A live-sentiment-analysis demo for a fictional café's experimental menu. Customer reviews stream in by the hundred, and a transformer model classifies each one as positive, neutral, or negative — entirely in the browser, on the device's NPU, GPU, or CPU, with no cloud round-trips.
Built on Windows ML via WebNN and ONNX Runtime Web.
- A real transformer (RoBERTa, fine-tuned for sentiment) running locally in the browser.
- The same JavaScript code routed to NPU / GPU / CPU by changing a single line.
- Live latency, throughput, and a rolling sentiment chart so you can see the hardware acceleration.
- No API calls. No server inference. No data leaving the device.
- Tokenize — text is converted to BPE token IDs with the model's tokenizer.

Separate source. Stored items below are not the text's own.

use std::sync::Arc;

use async_trait::async_trait;
use chrono::{DateTime, Utc};
use tokio::sync::RwLock;

use crate::article::{Article, ArticlePatch, ArticleQuery};
use crate::database::ArticleStore;
use crate::error::{AppError, AppResult};

/// Process-local article store. Used when no `DB_URL` is configured and in tests.
#[derive(Debug, Clone, Default)]
pub struct MemoryStore {
    inner: Arc<RwLock<Vec<Article>>>,
}

impl MemoryStore {
    pub fn new() -> Self {
        Self::default()
    }
}

fn slug_taken() -> AppError {
    AppError::Conflict("An article with this slug already exists".to_string())
}

#[async_trait]
impl ArticleStore for MemoryStore {
    async fn list(&self, query: &ArticleQuery) -> AppResult<Vec<Article>> {
        let articles = self.inner.read().await;
        let mut found: Vec<Article> = articles
            .iter()
            .filter(|a| query.matches(a))
            .cloned()
            .collect();
        found.sort_by(|a, b| b.published_at.cmp(&a.published_at));
        if let Some(limit) = query.limit {
            found.truncate(limit);
        }
        Ok(found)
    }

    async fn get(&self, slug: &str) -> AppResult<Option<Article>> {
        let articles = self.inner.read().await;
        Ok(articles.iter().find(|a| a.slug == slug).cloned())
    }

    async fn insert(&self, article: Article) -> AppResult<Article> {
        let mut articles = self.inner.write().await;
        if articles.iter().any(|a| a.slug == article.slug) {
            return Err(slug_taken());
        }
        articles.push(article.clone());
        Ok(article)
    }

    async fn update(
        &self,
        slug: &str,
        patch: ArticlePatch,
        now: DateTime<Utc>,
    ) -> AppResult<Option<Article>> {
        let mut articles = self.inner.write().await;
        let Some(index) = articles.iter().position(|a| a.slug == slug) else {
            return Ok(None);
        };
        if let Some(new_slug) = &patch.slug {
            if new_slug != slug && articles.iter().any(|a| &a.slug == new_slug) {
                return Err(slug_taken());
            }
        }
        let article = &mut articles[index];
        patch.apply(article, now);
        Ok(Some(article.clone()))
    }

    async fn delete(&self, slug: &str) -> AppResult<Option<Article>> {
        let mut articles = self.inner.write().await;
        let index = articles.iter().position(|a| a.slug == slug);
        Ok(index.map(|index| articles.remove(index)))
    }

    async fn count(&self) -> AppResult<u64> {
        Ok(self.inner.read().await.len() as u64)
    }

    async fn ping(&self) -> AppResult<()> {
        Ok(())
    }
}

- Tensorize — tokens are packed into fixed
[1, 512]int32buffers with an attention mask for padding. - Inference —
ort.InferenceSession.run()dispatches to the WebNN execution provider on the configured device. - Decode — logits → softmax → argmax to pick the predicted class.
- Render — the message lands in the feed with its sentiment badge and inference latency.
The whole inference path lives in js/sentimentAnalyzer.js, in about 40 lines.
Open js/sentimentAnalyzer.js and change one constant:
// ▶️ Device the model runs on. Change to 'cpu' or 'gpu' to compare silicon.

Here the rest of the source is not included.